# TWC Customer, fed up with horrible DVR. Will TiVO help?



## Skullbussa (Mar 19, 2010)

I'm a Time Warner customer, I am absolutely fed up with this ancient 8300 HD DVR and want to upgrade. Time Warner says "sorry, we can't afford new boxes" so I am now looking to alternatives.

If I put a CableCARD in a TiVO, will I get a superior UI and performance to my lousy Time Warner DVR? I do not care about Nextflix, Amazon, or any of that other BS - that's what my laptop is for. I need ESPN, CNN, Bravo, etc and I am not going to get those OTA.

My options are either stick with Time Warner and get a TiVO or go to U-Verse since their DVR's seem much better than Time Warners.

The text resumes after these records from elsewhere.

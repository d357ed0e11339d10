//! Request normalization and validation.
//!
//! Requests are validated with `validator` derives on the DTOs. Before validating, string
//! fields are trimmed through the [`Normalize`] trait so that surrounding whitespace neither
//! counts toward length limits nor ends up persisted.

use crate::{
    model::{
        auth::LoginRequest,
        pet::{RegisterPetRequest, UpdatePetRequest},
        shelter::{RegisterShelterRequest, UpdateShelterRequest},
        user::RegisterUserRequest,
    },
    server::error::validation::{FieldError, ValidationError},
};

/// Trims string fields of a request in place.
pub trait Normalize {
    fn normalize(&mut self);
}

fn trim(value: &mut String) {
    let trimmed = value.trim();
    if trimmed.len() != value.len() {
        *value = trimmed.to_string();
    }
}

fn trim_opt(value: &mut Option<String>) {
    if let Some(value) = value {
        trim(value);
    }
}

/// Normalizes the request, then runs its validation rules.
///
/// # Returns
/// - `Ok(())` - Request passed every rule
/// - `Err(ValidationError)` - Every failed rule as a property/message pair, sorted by property
pub fn normalize_and_validate<T>(request: &mut T) -> Result<(), ValidationError>
where
    T: Normalize + validator::Validate,
{
    request.normalize();

    let Err(errors) = request.validate() else {
        return Ok(());
    };

    let mut field_errors: Vec<FieldError> = errors
        .field_errors()
        .into_iter()
        .flat_map(|(property, errors)| {
            errors.iter().map(move |error| {
                let message = match &error.message {
                    Some(message) => message.to_string(),
                    None => format!("The {} field is invalid", property),
                };
                FieldError::new(property.to_string(), message)
            })
        })
        .collect();
    field_errors.sort_by(|a, b| a.property.cmp(&b.property));

    Err(ValidationError {
        errors: field_errors,
    })
}

impl Normalize for RegisterShelterRequest {
    fn normalize(&mut self) {
        trim(&mut self.name);
        trim_opt(&mut self.description);
        trim(&mut self.email);
    }
}

impl Normalize for UpdateShelterRequest {
    fn normalize(&mut self) {
        trim_opt(&mut self.name);
        trim_opt(&mut self.description);
        trim_opt(&mut self.email);
    }
}

impl Normalize for RegisterPetRequest {
    fn normalize(&mut self) {
        trim(&mut self.name);
        trim(&mut self.birthdate);
        trim_opt(&mut self.breed);
        trim_opt(&mut self.description);
        trim_opt(&mut self.image_url);
    }
}

impl Normalize for UpdatePetRequest {
    fn normalize(&mut self) {
        trim_opt(&mut self.name);
        trim_opt(&mut self.birthdate);
        trim_opt(&mut self.breed);
        trim_opt(&mut self.description);
        trim_opt(&mut self.image_url);
    }
}

// Passwords are taken verbatim
impl Normalize for RegisterUserRequest {
    fn normalize(&mut self) {
        trim(&mut self.first_name);
        trim(&mut self.last_name);
        trim(&mut self.email);
    }
}

impl Normalize for LoginRequest {
    fn normalize(&mut self) {
        trim(&mut self.email);
    }
}
//! Utility functions for controller request handling.

pub mod identity;
pub mod json;
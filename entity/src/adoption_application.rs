use sea_orm::entity::prelude::*;

use super::sea_orm_active_enums::AdoptionStatus;

#[derive(Clone, Debug, PartialEq, Eq, DeriveEntityModel)]
#[sea_orm(table_name = "adoption_application")]
pub struct Model {
    #[sea_orm(primary_key)]
    pub id: i32,
    pub created_at: DateTime,
    pub status: AdoptionStatus,
    pub user_id: i32,
    pub pet_id: i32,
}

#[derive(Copy, Clone, Debug, EnumIter, DeriveRelation)]
pub enum Relation {
    #[sea_orm(
        belongs_to = "super::pet::Entity",
        from = "Column::PetId",
        to = "super::pet::Column::Id",
        on_update = "Cascade",
        on_delete = "Cascade"
    )]
    Pet,
    #[sea_orm(
        belongs_to = "super::user::Entity",
        from = "Column::UserId",
        to = "super::user::Column::Id",
        on_update = "Cascade",
        on_delete = "Cascade"
    )]
    User,
}

impl Related<super::pet::Entity> for Entity {
    fn to() -> RelationDef {
        Relation::Pet.def()
    }
}

impl Related<super::user::Entity> for Entity {
    fn to() -> RelationDef {
        Relation::User.def()
    }
}

impl ActiveModelBehavior for ActiveModel {}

I would welcome any advice. Is the Premiere UI really that great?


----------



## scole250 (Nov 8, 2005)

I had TWC Signature Home service w/whole house DVR for a little while. Got tired of having to reboot the DVRs every other day. We've had Tivos for a long time and really like them so the opinion my seem biased, but Tivos kick the snot out of TWC DVRs. Only downside is no PPV or On Demand channels. Not an issue to us though. My Tivo Premieres work great on TWC though. Just make sure a good TWC tech checks/corrects signal levels at the Tivo and tuning adapter and they should be problem free. I've had 3 up for about a month with nary a problem.


----------



## SugarBowl (Jan 5, 2007)

One way to go, is to accept the 'free' HD box (non-dvr) that comes bundled with your cable package, and then get the additional cablecards you need. You can use the cable box for PPV and on-demand if you want. 

But on-demand rarely works around here..


----------



## tatergator1 (Mar 27, 2008)

I just recently got my Premiere and the CableCard and Tuning Adapter installation was surprisingly painless. I was able to get TWC to ship both items directly to my house. You should also be able to pickup a CableCard and Tuning Adapter from TWC offices in larger metropolitan areas. The only reason would need a truck roll is if you're having issues getting the CableCard or TA working. Sometimes the CableCard is just defective, but many problems with the TA's are related to poor signal strength.

For setup, it should hopefully be as simple as inserting the CableCard, adding the TA and then calling the CableCard hotline for TWC and getting it paired with you Tivo. While you may have to wait on hold for a little while since there are usually only 2-3 people for the entire US staffing this desk, it will likely be the most satisfying customer service call you could make to Time Warner. These technicians actually know what the hell they are talking about!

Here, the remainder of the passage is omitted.